Capstone. You've built every component. Today you wire them into a complete CLI log analyzer. Before we start — what modules do you expect you'll need?
Let me think through the pipeline. json to parse the log entries. re for matching error patterns in the messages. datetime and timedelta to filter by date range. collections.Counter to count error types and find the most common ones. argparse for the CLI interface — log file path, date range, minimum level, output format. logging so the tool itself logs what it's doing rather than printing to stdout. And pathlib to handle the file path argument cleanly.
Seven stdlib modules without looking anything up. Three weeks ago you were copy-pasting import json from Stack Overflow.
To be fair, I still look up strftime vs strptime every time. Those names are crimes against humanity.
Crimes I've committed for fifteen years. Here's the architecture we're building:
import argparse, json, re, logging
from datetime import datetime, timedelta
from collections import Counter
from pathlib import Path
def make_parser() -> argparse.ArgumentParser:
parser = argparse.ArgumentParser(description="Analyze server log files.")

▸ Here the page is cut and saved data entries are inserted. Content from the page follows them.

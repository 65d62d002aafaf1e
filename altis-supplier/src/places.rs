use serde::Deserialize;
use serde_json::Value;
use std::sync::Arc;
use std::time::Duration;
use tracing::debug;

use crate::decode::{lenient_string, null_as_default};
use crate::http::{TransientClient, UpstreamError};
use crate::retry::{with_retry, RetryPolicy};

const AUTOCOMPLETE_PATH: &str = "/api/v1/flights/searchAirport";

#[derive(Debug, thiserror::Error)]
pub enum PlaceError {
    #[error("No place matches \"{0}\"")]
    NotFound(String),

    #[error("No usable place identifier for \"{0}\"")]
    Resolution(String),

    #[error("Place lookup for \"{query}\" failed: {source}")]
    Upstream {
        query: String,
        #[source]
        source: UpstreamError,
    },
}

#[derive(Debug, Clone, Copy, PartialEq, Eq)]
pub enum PlaceKind {
    Airport,
    City,
    Other,
}

/// One autocomplete suggestion, normalized.
#[derive(Debug, Clone, PartialEq)]
pub struct PlaceCandidate {
    pub kind: PlaceKind,
    /// Upper-cased place code (`JFK`, `NYCA`).
    pub code: Option<String>,
    /// Code the flight search endpoint expects, when it differs from `code`.
    pub flight_code: Option<String>,
    pub entity_id: Option<String>,
    pub name: String,
}

/// Identifiers the search endpoint needs for one end of a leg.
#[derive(Debug, Clone, PartialEq, Eq)]
pub struct ResolvedPlace {
    pub sky_id: String,
    pub entity_id: String,
    pub name: String,
}

impl PlaceCandidate {
    fn resolved(&self) -> Option<ResolvedPlace> {
        let sky_id = self.flight_code.clone().or_else(|| self.code.clone())?;
        let entity_id = self.entity_id.clone()?;
        Some(ResolvedPlace {
            sky_id,
            entity_id,
            name: self.name.clone(),
        })
    }

    fn matches_exactly(&self, query: &str) -> bool {
        self.code.as_deref() == Some(query) || self.flight_code.as_deref() == Some(query)
    }

    /// Equal, prefix or suffix match. The match is also widened so a
    /// short query such as `NYC` accepts a longer city code like `NYCA`.
    fn matches_city(&self, query: &str) -> bool {
        match self.code.as_deref() {
            Some(code) if !code.is_empty() => {
                code == query
                    || query.starts_with(code)
                    || code.starts_with(query)
                    || query.ends_with(code)
            }
            _ => false,
        }
    }
}

/// Pick the best candidate for `query`, in priority order:
/// 1. an airport whose code (or flight-search code) equals the query,
/// 2. the first airport,
/// 3. a city whose code equals, prefixes or suffix-matches the query
///    (or extends a shorter query),
/// 4. the first usable candidate of any kind.
///
/// Candidates without the identifiers the search call needs are skipped.
pub fn select_place(query: &str, candidates: &[PlaceCandidate]) -> Result<ResolvedPlace, PlaceError> {
    if candidates.is_empty() {
        return Err(PlaceError::NotFound(query.to_string()));
    }

    let wanted = query.trim().to_uppercase();
    let usable: Vec<(&PlaceCandidate, ResolvedPlace)> = candidates
        .iter()
        .filter_map(|c| c.resolved().map(|r| (c, r)))
        .collect();

    if usable.is_empty() {
        return Err(PlaceError::Resolution(query.to_string()));
    }

    let airports = || usable.iter().filter(|(c, _)| c.kind == PlaceKind::Airport);

    if let Some((_, place)) = airports().find(|(c, _)| c.matches_exactly(&wanted)) {
        debug!(query, sky_id = %place.sky_id, "Exact airport match");
        return Ok(place.clone());
    }
    if let Some((_, place)) = airports().next() {
        debug!(query, sky_id = %place.sky_id, "Falling back to first airport");
        return Ok(place.clone());
    }
    if let Some((_, place)) = usable
        .iter()
        .find(|(c, _)| c.kind == PlaceKind::City && c.matches_city(&wanted))
    {
        debug!(query, sky_id = %place.sky_id, "City match");
        return Ok(place.clone());
    }

    let (_, first) = &usable[0];
    debug!(query, sky_id = %first.sky_id, "Using first suggestion");
    Ok(first.clone())
}

// ============================================================================
// Wire format
// ============================================================================

#[derive(Debug, Deserialize, Default)]
#[serde(default)]
struct AutocompleteEnvelope {
    #[serde(deserialize_with = "null_as_default")]
    data: Vec<Value>,
}

#[derive(Debug, Deserialize, Default)]
#[serde(default, rename_all = "camelCase")]
struct RawPlace {
    #[serde(deserialize_with = "lenient_string")]
    sky_id: Option<String>,
    #[serde(deserialize_with = "lenient_string")]
    entity_id: Option<String>,
    #[serde(deserialize_with = "null_as_default")]
    presentation: RawPresentation,
    #[serde(deserialize_with = "null_as_default")]
    navigation: RawNavigation,
}

#[derive(Debug, Deserialize, Default)]
#[serde(default, rename_all = "camelCase")]
struct RawPresentation {
    #[serde(deserialize_with = "lenient_string")]
    title: Option<String>,
    #[serde(deserialize_with = "lenient_string")]
    suggestion_title: Option<String>,
}

#[derive(Debug, Deserialize, Default)]
#[serde(default, rename_all = "camelCase")]
struct RawNavigation {
    #[serde(deserialize_with = "lenient_string")]
    entity_id: Option<String>,
    #[serde(deserialize_with = "lenient_string")]
    entity_type: Option<String>,
    #[serde(deserialize_with = "lenient_string")]
    localized_name: Option<String>,
    #[serde(deserialize_with = "null_as_default")]
    relevant_flight_params: RawFlightParams,
}

#[derive(Debug, Deserialize, Default)]
#[serde(default, rename_all = "camelCase")]
struct RawFlightParams {
    #[serde(deserialize_with = "lenient_string")]
    sky_id: Option<String>,
    #[serde(deserialize_with = "lenient_string")]
    entity_id: Option<String>,
    #[serde(deserialize_with = "lenient_string")]
    flight_place_type: Option<String>,
}

impl From<RawPlace> for PlaceCandidate {
    fn from(raw: RawPlace) -> Self {
        let nav = raw.navigation;
        let params = nav.relevant_flight_params;
        let kind_label = nav.entity_type.or(params.flight_place_type).unwrap_or_default();
        let kind = match kind_label.to_uppercase().as_str() {
            "AIRPORT" => PlaceKind::Airport,
            "CITY" => PlaceKind::City,
            _ => PlaceKind::Other,
        };
        let upper = |s: String| s.trim().to_uppercase();

        PlaceCandidate {
            kind,
            code: raw.sky_id.map(upper),
            flight_code: params.sky_id.map(upper),
            entity_id: params.entity_id.or(nav.entity_id).or(raw.entity_id),
            name: nav
                .localized_name
                .or(raw.presentation.suggestion_title)
                .or(raw.presentation.title)
                .unwrap_or_default(),
        }
    }
}

/// Decode an autocomplete payload entry by entry; an entry of the wrong shape
/// becomes an unusable candidate instead of failing the whole list.
fn decode_candidates(envelope: AutocompleteEnvelope) -> Vec<PlaceCandidate> {
    envelope
        .data
        .into_iter()
        .map(|entry| serde_json::from_value::<RawPlace>(entry).unwrap_or_default().into())
        .collect()
}

// ============================================================================
// Resolver
// ============================================================================

pub struct PlaceResolver {
    client: Arc<TransientClient>,
    locale: String,
    timeout: Duration,
    retry: RetryPolicy,
}

impl PlaceResolver {
    pub fn new(client: Arc<TransientClient>, locale: impl Into<String>, timeout: Duration) -> Self {
        Self {
            client,
            locale: locale.into(),
            timeout,
            retry: RetryPolicy::new(2, Duration::from_millis(300)),
        }
    }

    pub fn with_retry(mut self, retry: RetryPolicy) -> Self {
        self.retry = retry;
        self
    }

    pub async fn candidates(&self, query: &str) -> Result<Vec<PlaceCandidate>, UpstreamError> {
        let params = [("query", query.trim().to_string()), ("locale", self.locale.clone())];
        let envelope: AutocompleteEnvelope = with_retry(&self.retry, "place autocomplete", |_| {
            self.client.get_json(AUTOCOMPLETE_PATH, &params, self.timeout)
        })
        .await?;
        Ok(decode_candidates(envelope))
    }

    pub async fn resolve(&self, query: &str) -> Result<ResolvedPlace, PlaceError> {
        let candidates = self
            .candidates(query)
            .await
            .map_err(|source| PlaceError::Upstream { query: query.to_string(), source })?;
        select_place(query, &candidates)
    }

    /// Resolve both ends of a leg concurrently.
    pub async fn resolve_pair(
        &self,
        origin: &str,
        destination: &str,
    ) -> Result<(ResolvedPlace, ResolvedPlace), PlaceError> {
        tokio::try_join!(self.resolve(origin), self.resolve(destination))
    }
}

#[cfg(test)]
mod tests {
    use super::*;
    use crate::http::{MockReply, MockTransport};
    use serde_json::json;
    use test_case::test_case;

    fn candidate(kind: PlaceKind, code: &str, entity: Option<&str>) -> PlaceCandidate {
        PlaceCandidate {
            kind,
            code: Some(code.to_string()),
            flight_code: None,
            entity_id: entity.map(|e| e.to_string()),
            name: code.to_string(),
        }
    }

    fn sky_entry(sky_id: &str, entity_id: &str, entity_type: &str) -> Value {
        json!({
            "skyId": sky_id,
            "entityId": entity_id,
            "presentation": { "title": sky_id, "suggestionTitle": format!("{} ({})", sky_id, sky_id) },
            "navigation": {
                "entityId": entity_id,
                "entityType": entity_type,
                "localizedName": sky_id,
                "relevantFlightParams": { "skyId": sky_id, "entityId": entity_id, "flightPlaceType": entity_type }
            }
        })
    }

    #[test]
    fn test_exact_airport_beats_earlier_airports() {
        let candidates = vec![
            candidate(PlaceKind::City, "NYCA", Some("1")),
            candidate(PlaceKind::Airport, "EWR", Some("2")),
            candidate(PlaceKind::Airport, "JFK", Some("3")),
        ];
        let place = select_place("jfk", &candidates).unwrap();
        assert_eq!(place.sky_id, "JFK");
        assert_eq!(place.entity_id, "3");
    }

    #[test]
    fn test_nested_flight_code_counts_as_exact() {
        let mut airport = candidate(PlaceKind::Airport, "XXX", Some("9"));
        airport.flight_code = Some("LGA".to_string());
        let candidates = vec![candidate(PlaceKind::Airport, "JFK", Some("1")), airport];

        let place = select_place("LGA", &candidates).unwrap();
        assert_eq!(place.entity_id, "9");
        assert_eq!(place.sky_id, "LGA");
    }

    #[test]
    fn test_first_airport_is_fuzzy_fallback() {
        let candidates = vec![
            candidate(PlaceKind::City, "LOND", Some("1")),
            candidate(PlaceKind::Airport, "LHR", Some("2")),
            candidate(PlaceKind::Airport, "LGW", Some("3")),
        ];
        assert_eq!(select_place("London", &candidates).unwrap().sky_id, "LHR");
    }

    #[test_case("NYCA", "NYCA" ; "equal")]
    #[test_case("NYC", "NYCA" ; "widened short query prefixes longer code")]
    #[test_case("PARIS", "PARI" ; "code prefixes query")]
    #[test_case("XPAR", "PAR" ; "code suffixes query")]
    fn test_city_matching(query: &str, code: &str) {
        let candidates = vec![
            candidate(PlaceKind::Other, "ZZZ", Some("0")),
            candidate(PlaceKind::City, code, Some("7")),
        ];
        assert_eq!(select_place(query, &candidates).unwrap().entity_id, "7");
    }

    #[test]
    fn test_last_resort_is_first_usable_candidate() {
        let candidates = vec![
            candidate(PlaceKind::Other, "QQQ", None),
            candidate(PlaceKind::Other, "RRR", Some("5")),
            candidate(PlaceKind::City, "SSS", Some("6")),
        ];
        assert_eq!(select_place("Nowhere", &candidates).unwrap().entity_id, "5");
    }

    #[test]
    fn test_empty_and_malformed_lists() {
        assert!(matches!(select_place("JFK", &[]), Err(PlaceError::NotFound(_))));

        let malformed = vec![candidate(PlaceKind::Airport, "JFK", None)];
        assert!(matches!(select_place("JFK", &malformed), Err(PlaceError::Resolution(_))));
    }

    #[test]
    fn test_decoding_tolerates_bad_entries() {
        let envelope = AutocompleteEnvelope {
            data: vec![json!("garbage"), sky_entry("JFK", "95565058", "AIRPORT")],
        };
        let candidates = decode_candidates(envelope);
        assert_eq!(candidates.len(), 2);
        assert_eq!(candidates[0].entity_id, None);
        assert_eq!(candidates[1].kind, PlaceKind::Airport);
        assert_eq!(candidates[1].code.as_deref(), Some("JFK"));
    }

    #[tokio::test]
    async fn test_resolve_pair_queries_both_ends() {
        let mock = Arc::new(MockTransport::new());
        mock.enqueue(
            "/api/v1/flights/searchAirport?query=Havana",
            MockReply::ok(json!({ "status": true, "data": [sky_entry("HAV", "95673330", "AIRPORT")] })),
        );
        mock.enqueue(
            "/api/v1/flights/searchAirport?query=IST",
            MockReply::ok(json!({ "status": true, "data": [
                sky_entry("SAW", "95673599", "AIRPORT"),
                sky_entry("IST", "128667143", "AIRPORT")
            ] })),
        );
        let client = Arc::new(TransientClient::new(mock.clone(), "https://sky.test"));
        let resolver = PlaceResolver::new(client, "en-US", Duration::from_secs(5));

        let (origin, destination) = resolver.resolve_pair("Havana", "IST").await.unwrap();

        assert_eq!(origin.sky_id, "HAV");
        assert_eq!(destination.entity_id, "128667143");
        assert_eq!(mock.call_count(AUTOCOMPLETE_PATH), 2);
    }

    #[tokio::test]
    async fn test_resolve_reports_not_found() {
        let mock = Arc::new(MockTransport::new());
        mock.enqueue(AUTOCOMPLETE_PATH, MockReply::ok(json!({ "status": true, "data": [] })));
        let client = Arc::new(TransientClient::new(mock, "https://sky.test"));
        let resolver = PlaceResolver::new(client, "en-US", Duration::from_secs(5));

        assert!(matches!(resolver.resolve("Atlantis").await, Err(PlaceError::NotFound(_))));
    }
}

parser.add_argument("log_file", type=Path, help="Path to JSON log file")
parser.add_argument("--hours", type=int, default=24, help="Look back N hours")

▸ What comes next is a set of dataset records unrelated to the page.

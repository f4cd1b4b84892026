//! Page state and event dispatch.
//!
//! [`Site`] owns the host and all transient UI state, so the browser layer
//! holds exactly one value behind `Rc<RefCell<_>>` and every listener
//! funnels into [`Site::handle`].

#[cfg(test)]
#[path = "site_test.rs"]
mod site_test;

use crate::config::SiteConfig;
use crate::event::{Key, SiteEvent};
use crate::footer::set_footer_year;
use crate::highlight::update_active_section;
use crate::host::Host;
use crate::menu::{MenuState, MobileMenu};
use crate::nav::scroll_to_section;
use crate::theme::{self, Theme};

/// Everything one page needs at runtime.
pub struct Site<H: Host> {
    host: H,
    config: SiteConfig,
    theme: Theme,
    menu: MobileMenu,
    active_section: Option<String>,
}

impl<H: Host> Site<H> {
    #[must_use]
    pub fn new(host: H, config: SiteConfig) -> Self {
        Self {
            host,
            config,
            theme: Theme::default(),
            menu: MobileMenu::new(),
            active_section: None,
        }
    }

    /// Load-time setup: theme, initial highlight, footer year.
    pub fn boot(&mut self) {
        self.theme = theme::init_theme(&mut self.host, &self.config);
        self.refresh_active_section();
        set_footer_year(&mut self.host, &self.config);
        log::debug!("site booted with {} theme", self.theme);
    }

    /// Dispatch one page event.
    pub fn handle(&mut self, event: SiteEvent) {
        match event {
            SiteEvent::ThemeToggleClick => self.on_theme_toggle_click(),
            SiteEvent::NavClick(id) => self.on_nav_click(&id),
            SiteEvent::MobileLinkClick => self.on_mobile_link_click(),
            SiteEvent::MenuButtonClick => self.on_menu_button_click(),
            SiteEvent::KeyDown(key) => self.on_key_down(&key),
            SiteEvent::Scroll | SiteEvent::Resize => self.refresh_active_section(),
        }
    }

    // --- Handlers ---

    pub fn on_theme_toggle_click(&mut self) {
        self.theme = theme::toggle_theme(&mut self.host, &self.config);
    }

    pub fn on_nav_click(&mut self, id: &str) {
        scroll_to_section(&mut self.host, &self.config, &mut self.menu, id);
    }

    pub fn on_mobile_link_click(&mut self) {
        self.menu.close(&mut self.host, &self.config);
    }

    pub fn on_menu_button_click(&mut self) {
        self.menu.toggle(&mut self.host, &self.config);
    }

    pub fn on_key_down(&mut self, key: &Key) {
        if key.is_escape() {
            self.menu.close(&mut self.host, &self.config);
        }
    }

    fn refresh_active_section(&mut self) {
        if let Some(id) = update_active_section(&mut self.host, &self.config) {
            self.active_section = Some(id);
        }
    }

    // --- Queries ---

    /// The theme most recently applied.
    #[must_use]
    pub fn theme(&self) -> Theme {
        self.theme
    }

    #[must_use]
    pub fn menu_state(&self) -> MenuState {
        self.menu.state()
    }

    /// The section whose nav controls are currently marked.
    #[must_use]
    pub fn active_section(&self) -> Option<&str> {
        self.active_section.as_deref()
    }

    #[must_use]
    pub fn config(&self) -> &SiteConfig {
        &self.config
    }

    #[must_use]
    pub fn host(&self) -> &H {
        &self.host
    }

    pub fn host_mut(&mut self) -> &mut H {
        &mut self.host
    }
}
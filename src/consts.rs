//! Shared constants for the page enhancement layer.

// ── Theme ───────────────────────────────────────────────────────

/// `localStorage` key holding the persisted theme.
pub const THEME_STORAGE_KEY: &str = "theme";

/// Media query consulted when no theme has been persisted.
pub const PREFERS_DARK_QUERY: &str = "(prefers-color-scheme: dark)";

/// Toggle label shown while the dark theme is active (offers light).
pub const LIGHT_ICON: &str = "☀️";

/// Toggle label shown while the light theme is active (offers dark).
pub const DARK_ICON: &str = "🌙";

// ── Layout ──────────────────────────────────────────────────────

/// Height of the fixed navigation bar, in CSS pixels.
pub const NAV_OFFSET_PX: f64 = 70.0;

/// Distance below the scroll offset used to pick the active section.
pub const PROBE_LOOKAHEAD_PX: f64 = 200.0;

// ── DOM contract ────────────────────────────────────────────────

pub const THEME_TOGGLE_ID: &str = "theme-toggle";
pub const MENU_BUTTON_ID: &str = "menu-btn";
pub const MOBILE_MENU_ID: &str = "mobile-menu";
pub const YEAR_ID: &str = "year";
pub const CONFIG_ID: &str = "site-config";

/// Class toggled on `<body>` while the dark theme is active.
pub const DARK_CLASS: &str = "dark";

/// Class marking the nav controls of the section in view.
pub const ACTIVE_CLASS: &str = "active";

/// Attribute naming the section a nav control scrolls to.
pub const SECTION_ATTR: &str = "data-section";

parser.add_argument("--level", default="ERROR",
choices=["DEBUG","INFO","WARNING","ERROR","CRITICAL"])
parser.add_argument("--pattern", default=None, help="Regex pattern to match")

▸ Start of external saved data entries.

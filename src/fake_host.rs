//! In-memory [`Host`] used by the unit tests.
//!
//! Records every mutating call in `journal` so tests can assert ordering
//! (for example, that navigation closes the menu before scrolling).

use std::collections::{BTreeSet, HashMap};

use crate::error::HostError;
use crate::host::{Host, SectionBox};

#[derive(Debug, Default, Clone)]
pub struct FakeElement {
    pub text: String,
    pub attrs: HashMap<String, String>,
    pub display: Option<String>,
    pub top: f64,
}

#[derive(Debug, Default, Clone)]
pub struct FakeNav {
    pub target: String,
    pub classes: BTreeSet<String>,
}

#[derive(Debug)]
pub struct FakeHost {
    pub storage: HashMap<String, String>,
    pub storage_blocked: bool,
    pub prefers_dark: Option<bool>,
    pub year: u32,
    pub body: Option<BTreeSet<String>>,
    pub elements: HashMap<String, FakeElement>,
    pub scroll_y: f64,
    pub scrolls: Vec<f64>,
    pub sections: Vec<SectionBox>,
    pub nav: Vec<FakeNav>,
    pub journal: Vec<String>,
}

impl Default for FakeHost {
    fn default() -> Self {
        Self {
            storage: HashMap::new(),
            storage_blocked: false,
            prefers_dark: None,
            year: 2024,
            body: Some(BTreeSet::new()),
            elements: HashMap::new(),
            scroll_y: 0.0,
            scrolls: Vec::new(),
            sections: Vec::new(),
            nav: Vec::new(),
            journal: Vec::new(),
        }
    }
}

impl FakeHost {
    #[must_use]
    pub fn new() -> Self {
        Self::default()
    }

    /// A host with the full stock page: toggle, menu button, mobile menu, year.
    #[must_use]
    pub fn page() -> Self {
        Self::new()
            .with_element("theme-toggle")
            .with_element("menu-btn")
            .with_element("mobile-menu")
            .with_element("year")
    }

    #[must_use]
    pub fn with_element(mut self, id: &str) -> Self {
        self.elements.insert(id.to_owned(), FakeElement::default());
        self
    }

    #[must_use]
    pub fn without_element(mut self, id: &str) -> Self {
        self.elements.remove(id);
        self
    }

    /// Add a `<section id>` spanning `[top, top + height)`.
    #[must_use]
    pub fn with_section(mut self, id: &str, top: f64, height: f64) -> Self {
        self.elements.insert(id.to_owned(), FakeElement { top, ..FakeElement::default() });
        self.sections.push(SectionBox::new(id, top, height));
        self
    }

    #[must_use]
    pub fn with_nav(mut self, target: &str) -> Self {
        self.nav.push(FakeNav { target: target.to_owned(), classes: BTreeSet::new() });
        self
    }

    #[must_use]
    pub fn with_stored(mut self, key: &str, value: &str) -> Self {
        self.storage.insert(key.to_owned(), value.to_owned());
        self
    }

    #[must_use]
    pub fn with_storage_blocked(mut self) -> Self {
        self.storage_blocked = true;
        self
    }

    #[must_use]
    pub fn with_prefers_dark(mut self, prefers_dark: Option<bool>) -> Self {
        self.prefers_dark = prefers_dark;
        self
    }

    // --- Inspection ---

    pub fn attr(&self, id: &str, name: &str) -> Option<&str> {
        self.elements.get(id).and_then(|el| el.attrs.get(name)).map(String::as_str)
    }

    pub fn text(&self, id: &str) -> Option<&str> {
        self.elements.get(id).map(|el| el.text.as_str())
    }

    pub fn display(&self, id: &str) -> Option<&str> {
        self.elements.get(id).and_then(|el| el.display.as_deref())
    }

    pub fn body_class(&self, class: &str) -> bool {
        self.body.as_ref().is_some_and(|body| body.contains(class))
    }

    pub fn nav_has_class(&self, index: usize, class: &str) -> bool {
        self.nav.get(index).is_some_and(|nav| nav.classes.contains(class))
    }

    /// Indices of nav controls carrying `class`.
    pub fn nav_with_class(&self, class: &str) -> Vec<usize> {
        self.nav
            .iter()
            .enumerate()
            .filter(|(_, nav)| nav.classes.contains(class))
            .map(|(i, _)| i)
            .collect()
    }

    fn element_mut(&mut self, id: &str) -> Result<&mut FakeElement, HostError> {
        self.elements.get_mut(id).ok_or_else(|| HostError::MissingElement(id.to_owned()))
    }
}

impl Host for FakeHost {
    fn read_storage(&self, key: &str) -> Result<Option<String>, HostError> {
        if self.storage_blocked {
            return Err(HostError::StorageUnavailable);
        }
        Ok(self.storage.get(key).cloned())
    }

    fn write_storage(&mut self, key: &str, value: &str) -> Result<(), HostError> {
        if self.storage_blocked {
            return Err(HostError::StorageUnavailable);
        }
        self.journal.push(format!("store {key}={value}"));
        self.storage.insert(key.to_owned(), value.to_owned());
        Ok(())
    }

    fn prefers_dark(&self) -> Option<bool> {
        self.prefers_dark
    }

    fn current_year(&self) -> u32 {
        self.year
    }

    fn body_has_class(&self, class: &str) -> bool {
        self.body_class(class)
    }

    fn set_body_class(&mut self, class: &str, present: bool) -> Result<(), HostError> {
        let body = self.body.as_mut().ok_or_else(|| HostError::MissingElement("body".to_owned()))?;
        if present {
            body.insert(class.to_owned());
        } else {
            body.remove(class);
        }
        Ok(())
    }

    fn has_element(&self, id: &str) -> bool {
        self.elements.contains_key(id)
    }

    fn set_text(&mut self, id: &str, text: &str) -> Result<(), HostError> {
        self.element_mut(id)?.text = text.to_owned();
        Ok(())
    }

    fn set_attribute(&mut self, id: &str, name: &str, value: &str) -> Result<(), HostError> {
        self.element_mut(id)?.attrs.insert(name.to_owned(), value.to_owned());
        self.journal.push(format!("attr {id} {name}={value}"));
        Ok(())
    }

    fn set_display(&mut self, id: &str, display: &str) -> Result<(), HostError> {
        self.element_mut(id)?.display = Some(display.to_owned());
        self.journal.push(format!("display {id} {display}"));
        Ok(())
    }

    fn element_top(&self, id: &str) -> Option<f64> {
        self.elements.get(id).map(|el| el.top)
    }

    fn scroll_y(&self) -> f64 {
        self.scroll_y
    }

    fn smooth_scroll_to(&mut self, top: f64) {
        self.journal.push(format!("scroll {top}"));
        self.scrolls.push(top);
    }

    fn sections(&self) -> Vec<SectionBox> {
        self.sections.clone()
    }

    fn nav_targets(&self) -> Vec<String> {
        self.nav.iter().map(|nav| nav.target.clone()).collect()
    }

    fn set_nav_class(&mut self, index: usize, class: &str, present: bool) -> Result<(), HostError> {
        let nav = self
            .nav
            .get_mut(index)
            .ok_or_else(|| HostError::Js(format!("nav index {index} out of range")))?;
        if present {
            nav.classes.insert(class.to_owned());
        } else {
            nav.classes.remove(class);
        }
        Ok(())
    }
}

parser.add_argument("--verbose", action="store_true")
return parsertype=Path in argparse — it converts the string argument to a Path object directly. So args.log_file is already a Path, not a string. I can call args.log_file.exists() and args.log_file.open() immediately.
type= in argparse accepts any callable — including Path. Invalid paths that don't exist won't fail at parse time (argparse doesn't check existence), but your code can validate after parsing. The analysis pipeline itself:
def analyze_logs(log_file: Path, hours: int, level: str, pattern: str | None) -> dict:
logger = logging.getLogger("log-analyzer")
cutoff = datetime.utcnow() - timedelta(hours=hours)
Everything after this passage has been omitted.